Required action:
Can you give all the records again without altering a single character?

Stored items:

#####

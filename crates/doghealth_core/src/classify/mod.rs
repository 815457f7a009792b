//! Medical event classification and stored-value codecs.
//!
//! # Responsibility
//! - Map free-form category labels onto [`MedicalEventType`].
//! - Encode/decode the category and vaccine sub-kind stored per event.
//!
//! # Invariants
//! - Classification and decoding are total: unknown, empty or corrupt input
//!   yields `Other` (category) or `None` (sub-kind), never an error.
//!
//! [`MedicalEventType`]: crate::model::event_type::MedicalEventType

pub mod codec;
pub mod label;

pub use codec::{decode_category, deserialize_sub_kind, encode_category, serialize_sub_kind};
pub use label::{classify, classify_optional};
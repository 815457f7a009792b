//! Repository layer abstractions and SQLite implementations.
//!
//! # Responsibility
//! - Define per-entity data access contracts consumed by services.
//! - Isolate SQL details from service/business orchestration.
//!
//! # Invariants
//! - Write paths call the entity's `validate()` before SQL mutations.
//! - Repositories require a fully migrated connection (`try_new`).
//! - Child rows are removed by the schema's `ON DELETE CASCADE`, never by
//!   repository code.

mod columns;
pub mod document_repo;
pub mod dog_repo;
pub mod error;
pub mod medical_event_repo;

pub use error::{RepoError, RepoResult};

#####

Answer area:
filename crates/doghealth_core/src/classify/mod.rs
repository 815457f7a009792b
//! Medical event classification and stored-value codecs.
//!
//! # Responsibility
//! - Map free-form category labels onto [`MedicalEventType`].
//! - Encode/decode the category and vaccine sub-kind stored per event.
//!
//! # Invariants
//! - Classification and decoding are total: unknown, empty or corrupt input
//!   yields `Other` (category) or `None` (sub-kind), never an error.
//!
//! [`MedicalEventType`]: crate::model::event_type::MedicalEventType

pub mod codec;
pub mod label;

pub use codec::{decode_category, deserialize_sub_kind, encode_category, serialize_sub_kind};
pub use label::{classify, classify_optional};
repository 815457f7a009792b
//! Repository layer abstractions and SQLite implementations.
//!
//! # Responsibility
//! - Define per-entity data access contracts consumed by services.
//! - Isolate SQL details from service/business orchestration.
//!
//! # Invariants
//! - Write paths call the entity's `validate()` before SQL mutations.
//! - Repositories require a fully migrated connection (`try_new`).
//! - Child rows are removed by the schema's `ON DELETE CASCADE`, never by
//!   repository code.

mod columns;
pub mod document_repo;
pub mod dog_repo;
pub mod error;
pub mod medical_event_repo;

pub use error::{RepoError, RepoResult};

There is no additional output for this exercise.